Vendredi, premier septembre.

Je reçois ta lettre. Que ta gaieté m’étonne, au milieu de tant de scènes affligeantes ! Tes talens et ta légéreté pris ensemble, le monde n’a rien produit de semblable à toi. Mais ce que tu viens de lire doit t’avoir touché ; ou rien n’en sera jamais capable, jusqu’au jour de ta propre mort, que tes propres réflexions te feront trouver extrêmement terrible ! Cependant je suis charmé que tu me donnes le pouvoir d’assurer Miss Harlove que tu ne penses point à la troubler ; c’est-à-dire, en d’autres termes, qu’après avoir ruiné sa fortune et toutes ses espérances, tu veux bien la laisser mourir en paix.

Le présent que tu fais à la sœur de Belton, et la nécessité où tu as mis Tourville et Mowbray d’imiter ton exemple, sont des actions dignes de ta générosité pour ton bouton de rose ; dignes d’un grand nombre d’autres actions louables en matière pécuniaire, sur lesquelles je te rends volontiers témoignage ; car ton bouton de rose est le seul exemple d’une jolie femme à qui tu aies rendu service avec le même désintéressement.
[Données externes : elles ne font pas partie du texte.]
impl<H: Copy + PartialEq + Debug> QuadTree<H> {
    /// Create an empty tree over `region` with the given leaf capacity.
    ///
    /// Fails with [`QuadTreeError::InvalidBucketSize`] if `bucket_size` is zero.
    pub fn new(region: Region, bucket_size: usize) -> Result<Self, QuadTreeError> {
        Self::with_config(region, QuadTreeConfig::with_bucket_size(bucket_size))
    }

    /// Create an empty tree over `region` with an explicit configuration.
    pub fn with_config(region: Region, config: QuadTreeConfig) -> Result<Self, QuadTreeError> {
        config.validate()?;
        log::debug!(
            "quadtree over {:?}: bucket size {}, max depth {}",
            region.rect(),
            config.bucket_size,
            config.max_depth
        );
        Ok(Self {
            nodes: vec![Some(Node::leaf(region, None, 0))],
            free_list: Vec::new(),
            root: NodeIdx::new(0),
            config,
            len: 0,
        })
    }

    /// Insert a batch of handles, in order.
    ///
    /// Every position is checked against the root region first; if any lies outside,
    /// nothing is inserted and [`QuadTreeError::MisplacedEntity`] names the first
    /// offending position. Inserting a handle that is already present stores it twice.
    ///
    /// Splitting a leaf also re-places handles in it that moved since the last
    /// [`update`](Self::update). If one of those moved out of the root region it is
    /// dropped and reported as [`QuadTreeError::MisplacedEntity`] once the batch is in.
    pub fn insert<S, I>(&mut self, src: &S, handles: I) -> Result<(), QuadTreeError>
    where
        S: PositionSource<H> + ?Sized,
        I: IntoIterator<Item = H>,
    {
        let region = self.region();
        let mut batch = Vec::new();
        for handle in handles {
            let position = src.position(handle);
            if !region.contains(position) {
                return Err(QuadTreeError::MisplacedEntity { position });
            }
            batch.push((handle, position));
        }
        let mut pass = Pass::new();
        for (handle, position) in batch.iter().copied() {
            self.insert_at(src, self.root, handle, position, &mut pass)?;
            self.len += 1;
            self.settle(src, &mut pass)?;
        }
        log::debug!(
            "inserted {} entities ({} splits, {} relocated)",
            batch.len(),
            pass.summary.split,
            pass.summary.relocated
        );
        pass.finish().map(|_| ())
    }

    /// Restore leaf membership after entities moved.
    ///
    /// Visits the tree depth-first. Every leaf drops the handles whose current
    /// position is outside its region and re-inserts each one right away, starting at
    /// the nearest ancestor that contains the new position; this may split leaves,
    /// including leaves not yet visited in this pass. After all four children of an
    /// internal node are processed, the node is merged back into a leaf when the
    /// children are leaves holding at most [`bucket_size`](Self::bucket_size) handles
    /// in total, so merges cascade towards the root.
    ///
    /// An entity that left the root region is dropped from the index. The pass still
    /// completes for everyone else, then fails with
    /// [`QuadTreeError::MisplacedEntity`] naming the first escaped position.
    pub fn update<S>(&mut self, src: &S) -> Result<UpdateSummary, QuadTreeError>
    where
        S: PositionSource<H> + ?Sized,
    {
        let mut pass = Pass::new();
        let mut stack = vec![(self.root, false)];
        while let Some((idx, children_done)) = stack.pop() {
            if children_done {
                if self.try_merge(idx) {
                    pass.summary.merged += 1;
                }
                continue;
            }
            let children = match &self.node(idx).kind {
                NodeKind::Internal(children) => Some(*children),
                NodeKind::Leaf(_) => None,
            };
            match children {
                Some(children) => {
                    stack.push((idx, true));
                    stack.extend(children.iter().rev().map(|&c| (c, false)));
                }
                None => {
                    self.evict_strays(src, idx, &mut pass);
                    self.settle(src, &mut pass)?;
                }
            }
        }
        if !pass.summary.is_empty() {
            log::debug!("update: {:?}", pass.summary);
        }
        pass.finish()
    }

    /// Remove one occurrence of `handle`.
    ///
    /// The leaf is located from the handle's current position, falling back to a full
    /// scan when the position is stale. Sparse ancestors are merged afterwards.
    /// Returns `false` if the handle is not stored.
    pub fn remove<S>(&mut self, src: &S, handle: H) -> bool
    where
        S: PositionSource<H> + ?Sized,
    {
        let position = src.position(handle);
        let mut leaf = self.leaf_containing(position);
        if !leaf.is_some_and(|idx| self.remove_from_leaf(idx, handle)) {
            leaf = self.leaf_holding(handle);
            let Some(idx) = leaf else {
                return false;
            };
            self.remove_from_leaf(idx, handle);
        }
        let Some(idx) = leaf else {
            return false;
        };
        self.len -= 1;
        let merged = self.merge_upward(self.node(idx).parent);
        log::trace!("removed {handle:?}, merged {merged} nodes");
        true
    }

    /// Handles whose position lies in `area`.
    ///
    /// Subtrees whose region does not intersect `area` are skipped. Results are exact
    /// as long as the tree has been updated since entities last moved.
    pub fn query_region<S>(&self, src: &S, area: &Region) -> Vec<H>
    where
        S: PositionSource<H> + ?Sized,
    {
        let mut out = Vec::new();
        let mut stack = vec![self.root];
        while let Some(idx) = stack.pop() {
            let node = self.node(idx);
            if !node.region.intersects(area) {
                continue;
            }
            match &node.kind {
                NodeKind::Leaf(bucket) => out.extend(
                    bucket
                        .iter()
                        .copied()
                        .filter(|&h| area.contains(src.position(h))),
                ),
                NodeKind::Internal(children) => stack.extend(children.iter().rev()),
            }
        }
        out
    }

    /// All stored handles, leaf by leaf in depth-first quadrant order.
    pub fn handles(&self) -> impl Iterator<Item = H> + '_ {
        let mut out = Vec::with_capacity(self.len);
        let mut stack = vec![self.root];
        while let Some(idx) = stack.pop() {
            match &self.node(idx).kind {
                NodeKind::Leaf(bucket) => out.extend_from_slice(bucket),
                NodeKind::Internal(children) => stack.extend(children.iter().rev()),
            }
        }
        out.into_iter()
    }

    /// Place `handle` in the subtree rooted at `start`.
    ///
    /// `start` must contain `position`. A full leaf first sheds handles that no longer
    /// belong to it (queued on `pass.strays`); if still full it splits, unless it is
    /// already at the depth limit or too narrow for [`Region::quarter`] to shrink it.
    fn insert_at<S>(
        &mut self,
        src: &S,
        start: NodeIdx,
        handle: H,
        position: Point,
        pass: &mut Pass<H>,
    ) -> Result<(), QuadTreeError>
    where
        S: PositionSource<H> + ?Sized,
    {
        if !self.node(start).region.contains(position) {
            return Err(QuadTreeError::MisplacedEntity { position });
        }
        let mut idx = start;
        loop {
            let node = self.node(idx);
            let depth = node.depth;
            let divisible = depth < self.config.max_depth && node.region.is_divisible();
            let full = match &node.kind {
                NodeKind::Internal(children) => {
                    idx = self
                        .child_containing(children, position)
                        .ok_or(QuadTreeError::MisplacedEntity { position })?;
                    continue;
                }
                NodeKind::Leaf(bucket) => bucket.len() >= self.config.bucket_size,
            };
            if full {
                if self.evict_strays(src, idx, pass) > 0 {
                    continue;
                }
                if divisible {
                    self.subdivide(src, idx, pass)?;
                    continue;
                }
                log::warn!(
                    "leaf {} at depth {} cannot split further; it holds more than {} entities",
                    idx.get(),
                    depth,
                    self.config.bucket_size
                );
            }
            if let NodeKind::Leaf(bucket) = &mut self.node_mut(idx).kind {
                bucket.push(handle);
            }
            return Ok(());
        }
    }

    /// Turn leaf `idx` into an internal node with four empty leaf children and
    /// redistribute its handles among them.
    fn subdivide<S>(&mut self, src: &S, idx: NodeIdx, pass: &mut Pass<H>) -> Result<(), QuadTreeError>
    where
        S: PositionSource<H> + ?Sized,
    {
        let (region, depth) = {
            let node = self.node(idx);
            (node.region, node.depth)
        };
        let children = region
            .quarter()
            .map(|r| self.alloc(Node::leaf(r, Some(idx), depth + 1)));
        let old = core::mem::replace(&mut self.node_mut(idx).kind, NodeKind::Internal(children));
        pass.summary.split += 1;
        log::trace!("split node {} at depth {depth}", idx.get());
        if let NodeKind::Leaf(bucket) = old {
            for handle in bucket {
                let position = src.position(handle);
                let child = self
                    .child_containing(&children, position)
                    .ok_or(QuadTreeError::MisplacedEntity { position })?;
                self.insert_at(src, child, handle, position, pass)?;
            }
        }
        Ok(())
    }

    /// Move handles of leaf `idx` whose position left its region onto `pass.strays`.
    fn evict_strays<S>(&mut self, src: &S, idx: NodeIdx, pass: &mut Pass<H>) -> usize
    where
        S: PositionSource<H> + ?Sized,
    {
        let node = self.node_mut(idx);
        let region = node.region;
        let NodeKind::Leaf(bucket) = &mut node.kind else {
            return 0;
        };
        let before = pass.strays.len();
        bucket.retain(|&h| {
            if region.contains(src.position(h)) {
                true
            } else {
                pass.strays.push((h, idx));
                false
            }
        });
        pass.strays.len() - before
    }

    /// Re-insert every queued stray through its ancestor chain.
    fn settle<S>(&mut self, src: &S, pass: &mut Pass<H>) -> Result<(), QuadTreeError>
    where
        S: PositionSource<H> + ?Sized,
    {
        while let Some((handle, from)) = pass.strays.pop() {
            let position = src.position(handle);
            match self.ancestor_containing(from, position) {
                Some(target) => {
                    log::trace!("relocating {handle:?} to node {}", target.get());
                    pass.summary.relocated += 1;
                    self.insert_at(src, target, handle, position, pass)?;
                }
                None => {
                    log::warn!("{handle:?} at {position:?} left the tree region; dropping it");
                    self.len -= 1;
                    pass.escaped.get_or_insert(position);
                }
            }
        }
        Ok(())
    }

    fn remove_from_leaf(&mut self, idx: NodeIdx, handle: H) -> bool {
        let NodeKind::Leaf(bucket) = &mut self.node_mut(idx).kind else {
            return false;
        };
        match bucket.iter().position(|h| *h == handle) {
            Some(i) => {
                bucket.swap_remove(i);
                true
            }
            None => false,
        }
    }

    fn leaf_holding(&self, handle: H) -> Option<NodeIdx> {
        self.nodes.iter().enumerate().find_map(|(i, slot)| match slot {
            Some(Node {
                kind: NodeKind::Leaf(bucket),
                ..
            }) if bucket.contains(&handle) => Some(NodeIdx::new(i)),
            _ => None,
        })
    }
}
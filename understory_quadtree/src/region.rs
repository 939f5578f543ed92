// Copyright 2025 the Understory Authors
// SPDX-License-Identifier: Apache-2.0 OR MIT

//! Axis-aligned regions with an exact four-way split.
//!
//! A [`Region`] is a Kurbo [`Rect`] plus a record of which upper edges belong to it.
//! Lower edges are always closed. Upper edges are closed only where they lie on the
//! tree's outer boundary, so every point of a region falls into exactly one of the
//! four regions produced by [`Region::quarter`].

use kurbo::{Point, Rect, Vec2};

use crate::error::QuadTreeError;

bitflags::bitflags! {
    /// Upper edges that are part of a region.
    ///
    /// A region built with [`Region::new`] has both flags set. Children produced by
    /// [`Region::quarter`] keep a flag only when their upper edge coincides with the
    /// parent's closed upper edge.
    #[derive(Clone, Copy, Debug, PartialEq, Eq, Hash)]
    pub struct ClosedEdges: u8 {
        /// The edge at `max.x` is included.
        const MAX_X = 0b0000_0001;
        /// The edge at `max.y` is included.
        const MAX_Y = 0b0000_0010;
    }
}

/// One of the four child slots of a subdivided region.
///
/// North is towards larger `y`.
#[derive(Clone, Copy, Debug, PartialEq, Eq, Hash)]
pub enum Quadrant {
    /// Low `x`, high `y`.
    NorthWest,
    /// High `x`, high `y`.
    NorthEast,
    /// Low `x`, low `y`.
    SouthWest,
    /// High `x`, low `y`.
    SouthEast,
}

impl Quadrant {
    /// All quadrants in child slot order.
    pub const ALL: [Self; 4] = [
        Self::NorthWest,
        Self::NorthEast,
        Self::SouthWest,
        Self::SouthEast,
    ];

    /// Slot of this quadrant in the array returned by [`Region::quarter`].
    pub const fn slot(self) -> usize {
        match self {
            Self::NorthWest => 0,
            Self::NorthEast => 1,
            Self::SouthWest => 2,
            Self::SouthEast => 3,
        }
    }
}

/// Axis-aligned rectangle with half-open containment on internal edges.
#[derive(Clone, Copy, Debug, PartialEq)]
pub struct Region {
    rect: Rect,
    closed: ClosedEdges,
}

impl Region {
    /// Create a closed region from its min and max corners.
    ///
    /// Fails with [`QuadTreeError::InvalidGeometry`] if `min` exceeds `max` on either
    /// axis, any coordinate is not finite, or the width or height overflows `f64`.
    /// Inverted corners are never normalized.
    pub fn new(min: Point, max: Point) -> Result<Self, QuadTreeError> {
        let finite = min.x.is_finite() && min.y.is_finite() && max.x.is_finite() && max.y.is_finite();
        if !finite || min.x > max.x || min.y > max.y {
            return Err(QuadTreeError::InvalidGeometry { min, max });
        }
        // Midpoints are taken as `lo + extent / 2`, so the extent must be finite too.
        if !((max.x - min.x).is_finite() && (max.y - min.y).is_finite()) {
            return Err(QuadTreeError::InvalidGeometry { min, max });
        }
        Ok(Self {
            rect: Rect::new(min.x, min.y, max.x, max.y),
            closed: ClosedEdges::all(),
        })
    }

    /// Create a closed region from a Kurbo rectangle, which must already be ordered.
    pub fn from_rect(rect: Rect) -> Result<Self, QuadTreeError> {
        Self::new(Point::new(rect.x0, rect.y0), Point::new(rect.x1, rect.y1))
    }

    /// Minimum corner.
    pub fn min(&self) -> Point {
        Point::new(self.rect.x0, self.rect.y0)
    }

    /// Maximum corner.
    pub fn max(&self) -> Point {
        Point::new(self.rect.x1, self.rect.y1)
    }

    /// The underlying rectangle (edge ownership is not represented).
    pub fn rect(&self) -> Rect {
        self.rect
    }

    /// Which upper edges belong to this region.
    pub fn closed_edges(&self) -> ClosedEdges {
        self.closed
    }

    /// Center point.
    pub fn center(&self) -> Point {
        self.rect.center()
    }

    /// Extent along `x`.
    pub fn width(&self) -> f64 {
        self.rect.width()
    }

    /// Extent along `y`.
    pub fn height(&self) -> f64 {
        self.rect.height()
    }

    /// Area of the rectangle.
    pub fn area(&self) -> f64 {
        self.rect.area()
    }

    /// Whether the point lies in this region.
    ///
    /// Lower edges are inclusive; an upper edge is inclusive only if it is closed.
    /// NaN coordinates are never contained.
    pub fn contains(&self, point: Point) -> bool {
        axis_contains(
            self.rect.x0,
            self.rect.x1,
            self.closed.contains(ClosedEdges::MAX_X),
            point.x,
        ) && axis_contains(
            self.rect.y0,
            self.rect.y1,
            self.closed.contains(ClosedEdges::MAX_Y),
            point.y,
        )
    }

    /// Whether some point is contained in both regions.
    pub fn intersects(&self, other: &Self) -> bool {
        axis_overlaps(
            (self.rect.x0, self.rect.x1, self.closed.contains(ClosedEdges::MAX_X)),
            (other.rect.x0, other.rect.x1, other.closed.contains(ClosedEdges::MAX_X)),
        ) && axis_overlaps(
            (self.rect.y0, self.rect.y1, self.closed.contains(ClosedEdges::MAX_Y)),
            (other.rect.y0, other.rect.y1, other.closed.contains(ClosedEdges::MAX_Y)),
        )
    }

    /// Whether every point of this region is also contained in `other`.
    pub fn is_subset_of(&self, other: &Self) -> bool {
        let x = (self.rect.x0, self.rect.x1, self.closed.contains(ClosedEdges::MAX_X));
        let y = (self.rect.y0, self.rect.y1, self.closed.contains(ClosedEdges::MAX_Y));
        if axis_is_empty(x) || axis_is_empty(y) {
            return true;
        }
        axis_within(
            x,
            (other.rect.x0, other.rect.x1, other.closed.contains(ClosedEdges::MAX_X)),
        ) && axis_within(
            y,
            (other.rect.y0, other.rect.y1, other.closed.contains(ClosedEdges::MAX_Y)),
        )
    }

    /// Smallest possible distance from `point` to any point of this region.
    ///
    /// Each axis contributes the gap to the nearer edge (zero when the coordinate is
    /// inside the interval), and the gaps are combined with the Euclidean norm. The
    /// result never exceeds the true distance to a contained point, which makes it an
    /// admissible pruning bound for nearest-neighbor search.
    pub fn lower_bound_distance(&self, point: Point) -> f64 {
        let dx = (self.rect.x0 - point.x).max(point.x - self.rect.x1).max(0.0);
        let dy = (self.rect.y0 - point.y).max(point.y - self.rect.y1).max(0.0);
        Vec2::new(dx, dy).hypot()
    }

    /// Split into four equal regions in [`Quadrant::ALL`] order.
    ///
    /// The children share the exact midpoint coordinates. West and south children do
    /// not own the midpoint edge; east and north children inherit this region's outer
    /// edge ownership.
    pub fn quarter(&self) -> [Self; 4] {
        let Rect { x0, y0, x1, y1 } = self.rect;
        let mid_x = x0 + (x1 - x0) * 0.5;
        let mid_y = y0 + (y1 - y0) * 0.5;
        let east = self.closed & ClosedEdges::MAX_X;
        let north = self.closed & ClosedEdges::MAX_Y;
        [
            Self {
                rect: Rect::new(x0, mid_y, mid_x, y1),
                closed: north,
            },
            Self {
                rect: Rect::new(mid_x, mid_y, x1, y1),
                closed: east | north,
            },
            Self {
                rect: Rect::new(x0, y0, mid_x, mid_y),
                closed: ClosedEdges::empty(),
            },
            Self {
                rect: Rect::new(mid_x, y0, x1, mid_y),
                closed: east,
            },
        ]
    }

    /// Whether [`quarter`](Self::quarter) yields a strictly smaller region on at least
    /// one axis. False once the region is about one ulp wide in both directions.
    pub(crate) fn is_divisible(&self) -> bool {
        let Rect { x0, y0, x1, y1 } = self.rect;
        let mid_x = x0 + (x1 - x0) * 0.5;
        let mid_y = y0 + (y1 - y0) * 0.5;
        (x0 < mid_x && mid_x < x1) || (y0 < mid_y && mid_y < y1)
    }
}

fn axis_contains(lo: f64, hi: f64, closed: bool, v: f64) -> bool {
    lo <= v && (v < hi || (closed && v == hi))
}

fn axis_includes_upper(hi: f64, closed: bool, v: f64) -> bool {
    v < hi || (closed && v == hi)
}

fn axis_overlaps(a: (f64, f64, bool), b: (f64, f64, bool)) -> bool {
    let lo = a.0.max(b.0);
    let hi = a.1.min(b.1);
    if lo > hi {
        return false;
    }
    axis_includes_upper(a.1, a.2, lo) && axis_includes_upper(b.1, b.2, lo)
}

fn axis_is_empty(a: (f64, f64, bool)) -> bool {
    a.0 == a.1 && !a.2
}

fn axis_within(a: (f64, f64, bool), b: (f64, f64, bool)) -> bool {
    if a.0 < b.0 {
        return false;
    }
    a.1 < b.1 || (a.1 == b.1 && (!a.2 || b.2))
}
En vérité, Lovelace, je prends plaisir à te louer, et tu sais que j’en ai toujours saisi l’occasion, jusqu’au point que, ne trouvant rien dans ta conduite qui méritât mes éloges, j’ai applaudi souvent à la bonne grâce dont je te voyais faire des actions qui méritaient la corde. à présent que tu t’es rapproché, je t’écrirai aussi souvent que je croirai t’obliger par le récit des circonstances : mais je crains de n’être pas long-temps à t’apprendre la nouvelle que tu redoutes. Madame Smith m’envoie prier de me rendre chez elle, et me fait dire qu’elle doute si je trouverai Miss Harlove en vie à mon arrivée.

À deux heures, après midi.

Je ne veux pas fermer ma lettre, sans vous tirer d’une incertitude qui augmenterait beaucoup votre impatience. J’ai fait attendre exprès votre courrier. Miss Harlove avait perdu deux fois toute connaissance ; et le médecin qu’on avait fait appeler, craignant un troisieme accident, dont il n’espérait pas qu’elle pût revenir, avait jugé, qu’en qualité d’exécuteur je devais être averti. Elle était assez tranquille lorsque je suis arrivé. Le médecin lui a fait promettre, devant moi, de ne plus penser à sortir de sa chambre dans un état si foible. Madame Lovick, qui l’accompagne toujours à l’église, nous a fait trembler plusieurs fois du danger où elle s’expose pour satisfaire sa piété.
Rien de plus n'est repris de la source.